Odi greggi belar, muggire armenti;
gli altri augelli, contenti, a gara insieme
per lo libero ciel fan mille giri,
pur festeggiando il loro tempo migliore:
tu pensoso in disparte il tutto miri;
non compagni, non voli,
non ti cal d'allegria, schivi gli spassi;
canti, e così trapassi
dell'anno e di tua vita il più bel fiore.
Oimè, quanto somiglia
Al tuo costume il mio!
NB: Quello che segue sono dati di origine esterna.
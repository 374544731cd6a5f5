//! Strata Kernel
//!
//! Entity-agnostic scheduling primitives.
//!
//! # Overview
//!
//! - **TaskGraph**: arena-indexed dependency graph with deterministic Kahn ordering
//! - **JobStatus**: job lifecycle states and the transition table guarding them
//!
//! Nothing here knows about data nodes or repositories; callers map their
//! entities onto node indices and back.

#![warn(missing_docs)]

pub mod error;
pub mod graph;
pub mod state_machine;
pub mod types;

// Re-exports
pub use error::{GraphError, StateMachineError};
pub use graph::TaskGraph;
pub use state_machine::{allowed_transitions, validate_transition};
pub use types::JobStatus;

/// Version of this crate
pub const VERSION: &str = env!("CARGO_PKG_VERSION");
Sollazzo e riso,
della novella età dolce famiglia,
e te german di giovinezza, amore,
sospiro acerbo de' provetti diorni,
non curo, io non so come; anzi da loro
quasi fuggo lontano;
quasi romito, e strano
al mio loco natìo,
passo del viver mio la primavera.
Questo giorno, ch'omai cede alla sera,
festeggiar si costuma al nostro borgo.
Odi per lo sereno un suon di squilla,
odi spesso un tonar di ferree canne,
che rimbomba lontan di villa in villa.
Tutta vestita a festa
La gioventù del loco
Lascia le case, e per le vie si spande;
e mira ed è mirata, e in cor s'allegra.
Io solitario in questa
Rimota parte alla campagna uscendo,
ogni diletto e gioco
indugio in altro tempo: e intanto il guardo
steso nell' aria aprica
mi fère il Sol che tra lontani monti,
dopo il giorno sereno,
cadendo si dilegua e par che dica
che la beata gioventù vien meno.
Tu, solingo augellin, venuto a sera
Del viver che daranno a te le stelle,
certo del tuo costume
non ti dorrai; ché di natura è frutto
ogni vostra vaghezza.
A me, se di vecchiezza
La detestata soglia evitar non impetro,
quando muti questi occhi all' altrui core,
e lor fia voto il mondo, e il dì futuro
del dì presente più noioso e tetro,
che parrà di tal voglia?
Che di quest' anni miei? Che di me stesso?
Ahi pentirommi, e spesso
Ma sconsolato, volgerommi indietro.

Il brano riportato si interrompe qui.